The revised forecast was notably harsher than investors had expected. BMW now sees automotive deliveries in 2026 declining slightly from the previous year, while automotive EBIT margin is forecast at 1% to 3%, down from an earlier range of 4% to 6%. The group also said profit before tax will fall significantly versus last year, a sharper reset than its earlier view that group profit would only decline moderately.

The biggest drag remains China, where BMW said the negative trend in the automotive market accelerated further in the second quarter, especially for non-electric vehicles. That matters because China has long been the profit engine for premium German brands, but competition has become brutal and domestic sales in the country were falling for an eighth straight month in May. BMW said the weak environment, along with the effect of the Iran conflict on pricing and customer sentiment, was forcing it to expand its cost-reduction initiative.
The company also warned that intensified structural and efficiency measures would create a one-time negative impact in the second half of 2026, even as the benefits are expected to show up later.
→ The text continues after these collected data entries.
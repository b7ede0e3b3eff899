//! Episode-indexed curriculum.
//!
//! A curriculum is an ordered list of [`Lesson`]s. Each lesson becomes current once
//! the episode counter reaches its `min_episode` and stays current until the next
//! lesson takes over. The values of the current lesson are served to the settings
//! resolver by name; names the lesson does not mention fall back to the resolver's
//! value.
//!
//! ```
//! use skirmish_engine::ParameterSource as _;
//! use skirmish_training::curriculum::{Curriculum, Lesson};
//!
//! let mut curriculum = Curriculum::new(vec![
//!     Lesson::new("basics", 0).with_value("arena_size", 30.0),
//!     Lesson::new("open", 100).with_value("arena_size", 80.0),
//! ]);
//!
//! curriculum.prepare(0);
//! assert_eq!(curriculum.scalar("arena_size", 50.0), 30.0);
//! curriculum.prepare(150);
//! assert_eq!(curriculum.scalar("arena_size", 50.0), 80.0);
//! assert_eq!(curriculum.scalar("obstacle_density", 0.5), 0.5);
//! ```

use std::collections::BTreeMap;

use serde::{Deserialize, Serialize};
use skirmish_engine::ParameterSource;
use tracing::info;

#[derive(Debug, Clone, PartialEq, Serialize, Deserialize)]
pub struct Lesson {
    pub name: String,
    /// First episode index at which the lesson applies.
    pub min_episode: u64,
    #[serde(default)]
    pub values: BTreeMap<String, f32>,
}

impl Lesson {
    #[must_use]
    pub fn new(name: impl Into<String>, min_episode: u64) -> Self {
        Self {
            name: name.into(),
            min_episode,
            values: BTreeMap::new(),
        }
    }

    #[must_use]
    pub fn with_value(mut self, name: impl Into<String>, value: f32) -> Self {
        self.values.insert(name.into(), value);
        self
    }
}

#[derive(Debug, Clone, Default)]
pub struct Curriculum {
    lessons: Vec<Lesson>,
    current: Option<usize>,
}

impl Curriculum {
    /// Builds a curriculum. Lessons are ordered by `min_episode`; ties keep their
    /// given order and the later one wins.
    #[must_use]
    pub fn new(mut lessons: Vec<Lesson>) -> Self {
        lessons.sort_by_key(|lesson| lesson.min_episode);
        Self {
            lessons,
            current: None,
        }
    }

    #[must_use]
    pub fn lessons(&self) -> &[Lesson] {
        &self.lessons
    }

    #[must_use]
    pub fn current_lesson(&self) -> Option<&Lesson> {
        self.lessons.get(self.current?)
    }

    /// Index of the lesson that applies to `episode`.
    #[must_use]
    pub fn lesson_index(&self, episode: u64) -> Option<usize> {
        self.lessons
            .iter()
            .rposition(|lesson| lesson.min_episode <= episode)
    }
}

impl ParameterSource for Curriculum {
    fn scalar(&self, name: &str, default: f32) -> f32 {
        self.current_lesson()
            .and_then(|lesson| lesson.values.get(name))
            .copied()
            .unwrap_or(default)
    }

    fn prepare(&mut self, episode: u64) {
        let next = self.lesson_index(episode);
        if next != self.current {
            self.current = next;
            if let Some(lesson) = self.current_lesson() {
                info!(episode, lesson = %lesson.name, "curriculum lesson changed");
            }
        }
    }
}
impl Arena {
    /// Builds an arena centered at the origin.
    ///
    /// Fails when the configuration is malformed, most notably when the hard
    /// boundary multiplier does not exceed the soft one.
    pub fn new(config: &ArenaConfig) -> Result<Self, ConfigError> {
        config.validate()?;

        let resolver = SettingsResolver::new(config.defaults);
        let settings = resolver.resolve(None);
        let boundary = BoundaryMonitor::new(config.boundary, &settings)?;
        let rng = match config.seed {
            Some(seed) => Pcg32::seed_from_u64(seed),
            None => Pcg32::from_rng(&mut rand::rng()),
        };

        Ok(Self {
            center: Vec3::ZERO,
            roster: Roster::new(),
            resolver,
            settings,
            boundary,
            rewards: RewardAdministrator::new(config.reward),
            orchestrator: EpisodeOrchestrator::new(&config.episode),
            metrics: MetricsAggregator::new(&config.metrics),
            events: EventBus::new(),
            parameters: None,
            population: None,
            sink: None,
            spawn_radius_fraction: config.episode.spawn_radius_fraction,
            invulnerability: config.episode.invulnerability(),
            max_episode_ticks: config.episode.max_episode_ticks,
            rng,
            last_summary: None,
        })
    }

    #[must_use]
    pub fn with_center(mut self, center: Vec3) -> Self {
        self.center = center;
        self
    }

    /// Attaches the trainer's parameter source and re-resolves the current settings
    /// against it.
    #[must_use]
    pub fn with_parameter_source(mut self, mut source: Box<dyn ParameterSource>) -> Self {
        source.prepare(self.orchestrator.episode_count());
        self.parameters = Some(source);
        self.refresh_settings();
        self
    }

    /// Installs a manager override for the current episode as well as later ones.
    #[must_use]
    pub fn with_override_settings(mut self, settings: Option<ArenaSettings>) -> Self {
        self.resolver.set_override(settings);
        self.refresh_settings();
        self
    }

    /// Attaches the obstacle collaborator and populates it for the current episode.
    #[must_use]
    pub fn with_population(mut self, population: Box<dyn ArenaPopulation>) -> Self {
        self.population = Some(population);
        self.populate();
        self
    }

    #[must_use]
    pub fn with_metrics_sink(mut self, sink: Box<dyn MetricsSink>) -> Self {
        self.sink = Some(sink);
        self
    }

    /// Adds a combatant, optionally controlled by a trainable agent.
    ///
    /// A newly registered agent is told that its episode has begun.
    pub fn register(
        &mut self,
        combatant: Box<dyn Combatant>,
        agent: Option<Box<dyn AgentController>>,
    ) -> CombatantId {
        let trainable = agent.is_some();
        let id = self.roster.push(combatant, agent);
        if trainable {
            if let Some(agent) = self.roster.agent_mut(id) {
                agent.notify_episode_begin();
            }
            self.metrics.track(id);
        }
        debug!(%id, trainable, "registered combatant");
        id
    }

    pub fn remove_combatant(&mut self, id: CombatantId) -> Option<Box<dyn Combatant>> {
        self.roster.remove_combatant(id)
    }

    pub fn remove_agent(&mut self, id: CombatantId) -> Option<Box<dyn AgentController>> {
        self.roster.remove_agent(id)
    }

    #[must_use]
    pub fn roster(&self) -> &Roster {
        &self.roster
    }

    #[must_use]
    pub fn combatant(&self, id: CombatantId) -> Option<&dyn Combatant> {
        self.roster.combatant(id)
    }

    #[must_use]
    pub fn agent(&self, id: CombatantId) -> Option<&dyn AgentController> {
        self.roster.agent(id)
    }

    /// Whether rewards and boundary checks are currently accumulated.
    #[must_use]
    pub fn is_episode_active(&self) -> bool {
        self.orchestrator.is_active()
    }

    #[must_use]
    pub fn phase(&self) -> EpisodePhase {
        self.orchestrator.phase()
    }

    #[must_use]
    pub fn center_position(&self) -> Vec3 {
        self.center
    }

    #[must_use]
    pub fn arena_size(&self) -> f32 {
        self.settings.arena_size()
    }

    #[must_use]
    pub fn settings(&self) -> &EffectiveSettings {
        &self.settings
    }

    #[must_use]
    pub fn boundary(&self) -> &BoundaryMonitor {
        &self.boundary
    }

    #[must_use]
    pub fn rewards(&self) -> &RewardAdministrator {
        &self.rewards
    }

    #[must_use]
    pub fn metrics(&self) -> &MetricsAggregator {
        &self.metrics
    }

    /// Number of completed episodes.
    #[must_use]
    pub fn episode_count(&self) -> u64 {
        self.orchestrator.episode_count()
    }

    #[must_use]
    pub fn episode_ticks(&self) -> u64 {
        self.orchestrator.episode_ticks()
    }

    /// Summary emitted by the most recent flush.
    #[must_use]
    pub fn last_summary(&self) -> Option<&EpisodeSummary> {
        self.last_summary.as_ref()
    }

    /// Replaces the manager override. Takes effect from the next episode.
    pub fn set_override_settings(&mut self, settings: Option<ArenaSettings>) {
        self.resolver.set_override(settings);
    }

    pub fn set_auto_reset(&mut self, enabled: bool) {
        self.orchestrator.set_auto_reset(enabled);
    }

    pub fn subscribe<F>(&mut self, handler: F) -> SubscriptionId
    where
        F: FnMut(&ArenaEvent) + 'static,
    {
        self.events.subscribe(handler)
    }

    pub fn unsubscribe(&mut self, id: SubscriptionId) -> bool {
        self.events.unsubscribe(id)
    }

    /// Ends the current episode and schedules a reset.
    ///
    /// Only the first request of an active episode has any effect; the rest
    /// return `false`.
    pub fn request_end(&mut self, reason: EndReason) -> bool {
        if !self.orchestrator.request_end(reason) {
            return false;
        }
        let episode = self.orchestrator.episode_count();
        info!(episode, %reason, ticks = self.orchestrator.episode_ticks(), "episode ended");
        self.events.publish(&ArenaEvent::EpisodeEnded { episode, reason });
        true
    }

    /// Externally requested reset. Same gate as [`request_end`](Self::request_end).
    pub fn reset_arena(&mut self) -> bool {
        self.request_end(EndReason::External)
    }

    /// Moves a live combatant. Dead combatants stay where they fell.
    pub fn steer(
        &mut self,
        id: CombatantId,
        position: Vec3,
        heading: f32,
    ) -> Result<(), ArenaError> {
        self.combatant_entry(id)?.set_transform(position, heading);
        Ok(())
    }

    /// Routes damage to `victim` and administers rewards for it.
    ///
    /// Returns `Ok(None)` when the combatant ignored the damage (dead, invulnerable,
    /// or a non-positive amount). Rewards and metrics are only recorded while the
    /// episode is active, but events are always published.
    pub fn apply_damage(
        &mut self,
        victim: CombatantId,
        attacker: Option<CombatantId>,
        amount: f32,
    ) -> Result<Option<DamageReport>, ArenaError> {
        let Some(report) = self.combatant_entry(victim)?.take_damage(amount) else {
            return Ok(None);
        };

        self.events.publish(&ArenaEvent::Damaged {
            victim,
            attacker,
            amount: report.amount,
        });
        if self.orchestrator.is_active() {
            let grants = self
                .rewards
                .on_damaged(victim, attacker, &report, &self.roster);
            self.roster.apply(&grants);
            self.metrics.record_damage(attacker, victim, report.amount);
        }

        if report.killed {
            info!(%victim, killer = ?attacker, "combatant destroyed");
            self.events.publish(&ArenaEvent::Died {
                victim,
                killer: attacker,
            });
            if self.orchestrator.is_active() {
                let grants = self.rewards.on_died(victim, attacker, &self.roster);
                self.roster.apply(&grants);
                self.metrics.record_kill();
                self.request_end(EndReason::Kill);
            }
        }

        Ok(Some(report))
    }

    /// Advances the arena by one fixed simulation step.
    pub fn tick(&mut self, dt: Duration) {
        for id in self.roster.ids() {
            if let Some(combatant) = self.roster.combatant_mut(id) {
                combatant.advance(dt);
            }
        }

        self.drive_reset(dt);
        if !self.orchestrator.is_active() {
            return;
        }

        let ticks = self.orchestrator.record_tick();
        let sample_distances = self.metrics.record_tick();

        let grants = self.rewards.existence_penalties(&self.roster);
        self.roster.apply(&grants);

        self.sweep_boundary();
        if !self.orchestrator.is_active() {
            return;
        }

        if sample_distances {
            self.sample_distances();
        }
        if self.max_episode_ticks > 0 && ticks >= self.max_episode_ticks {
            self.request_end(EndReason::TimeLimit);
        }
    }

    fn combatant_entry(
        &mut self,
        id: CombatantId,
    ) -> Result<&mut (dyn Combatant + 'static), ArenaError> {
        if !self.roster.contains(id) {
            return Err(ArenaError::UnknownCombatant { id });
        }
        self.roster
            .combatant_mut(id)
            .ok_or(ArenaError::MissingCombatant { id })
    }

    fn sweep_boundary(&mut self) {
        let agents: Vec<CombatantId> = self.roster.trainable_ids().collect();
        for id in agents {
            let Some(combatant) = self.roster.combatant(id).filter(|c| c.is_alive()) else {
                continue;
            };
            let distance = planar_distance(combatant.position(), self.center);
            match self.boundary.classify(distance) {
                BoundaryZone::Inside => {}
                BoundaryZone::Soft { penalty, .. } => {
                    if penalty > 0.0 {
                        self.roster
                            .apply(&[RewardGrant::new(id, RewardChange::Delta(-penalty))]);
                    }
                }
                BoundaryZone::Hard => {
                    info!(%id, distance, "combatant crossed the hard boundary");
                    let grants = self.rewards.on_boundary_violation(id, &self.roster);
                    self.roster.apply(&grants);
                    self.request_end(EndReason::BoundaryViolation);
                    break;
                }
            }
        }
    }

    fn sample_distances(&mut self) {
        let arena_size = self.settings.arena_size();
        for id in self.roster.trainable_ids() {
            if let Some(combatant) = self.roster.combatant(id).filter(|c| c.is_alive()) {
                let distance = planar_distance(combatant.position(), self.center);
                self.metrics.record_distance(distance / arena_size);
            }
        }
    }

    fn drive_reset(&mut self, dt: Duration) {
        let mut dt = dt;
        while let Some(stage) = self.orchestrator.poll(dt) {
            match stage {
                ResetStage::Prepare => {
                    self.prepare_reset();
                    dt = Duration::ZERO;
                }
                ResetStage::Finish => {
                    self.finish_reset();
                    break;
                }
            }
        }
    }

    /// Runs the reset steps that precede the delay.
    fn prepare_reset(&mut self) {
        let finished = self.orchestrator.episode_count();
        let rewards = self.roster.cumulative_rewards();
        let sink = self
            .sink
            .as_deref_mut()
            .map(|sink| sink as &mut dyn MetricsSink);
        let summary = self
            .metrics
            .flush(finished, self.orchestrator.end_reason(), &rewards, sink);
        self.last_summary = Some(summary);

        let episode = self.orchestrator.advance_episode();
        self.events.publish(&ArenaEvent::EpisodeReset { episode });

        if let Some(parameters) = self.parameters.as_deref_mut() {
            parameters.prepare(episode);
        }
        self.refresh_settings();
        debug!(episode, "prepared episode reset");
    }

    /// Runs the reset steps that follow the delay and reopens the gate.
    fn finish_reset(&mut self) {
        self.populate();
        self.respawn_combatants();
        self.begin_agent_episodes();
        self.rewards.begin_episode();
        self.metrics.reset();
        self.orchestrator.reopen();
        info!(
            episode = self.orchestrator.episode_count(),
            arena_size = self.settings.arena_size(),
            "episode started"
        );
    }

    fn refresh_settings(&mut self) {
        let resolved = self.resolver.resolve(self.parameters.as_deref());
        if let Err(err) = resolved.to_settings().validate() {
            warn!(%err, "keeping previous arena settings");
            return;
        }
        self.settings = resolved;
        self.boundary.configure(&self.settings);
    }

    fn populate(&mut self) {
        let Some(population) = self.population.as_deref_mut() else {
            debug!("no arena population attached, skipping obstacle respawn");
            return;
        };
        population.set_anchor(self.center);
        population.set_density(self.settings.obstacle_density());
        population.respawn_obstacles();
    }

    fn respawn_combatants(&mut self) {
        let radius = self.spawn_radius_fraction * self.settings.arena_size();
        for id in self.roster.ids() {
            let (position, heading) = spawn_point(&mut self.rng, self.center, radius);
            let Some(combatant) = self.roster.combatant_mut(id) else {
                debug!(%id, "skipping reset of missing combatant");
                continue;
            };
            combatant.reset(position, heading);
            combatant.set_temporary_invulnerability(self.invulnerability);
        }
    }

    fn begin_agent_episodes(&mut self) {
        for id in self.roster.ids() {
            if let Some(agent) = self.roster.agent_mut(id) {
                agent.notify_episode_begin();
            }
        }
    }
}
Jefferies cut its price target on BMW to €70 from €92, while other analysts said the reduction in guidance pointed to a larger strategic rethink, including possible capacity cuts in Europe. Volkswagen and Mercedes-Benz also fell, underscoring how quickly the warning spread beyond Munich.

BMW’s pressure comes even after a strong 2025, when profit before tax reached €10.2 billion on revenue of €133.5 billion, and the group employed 154,540 people at the end of the year. At its annual conference in Munich on March 12, BMW said it was pushing ahead with new models including the iX3 and i3 and expanding its battery-electric lineup by the end of 2026.

That contrast is now the central story: BMW is trying to finance a major product transition while its core earnings are being squeezed by weaker China demand and geopolitical disruption in the Middle East. The warning suggests the luxury-car model is more fragile than investors had assumed, with geopolitical risk now hitting automaker profits in real time.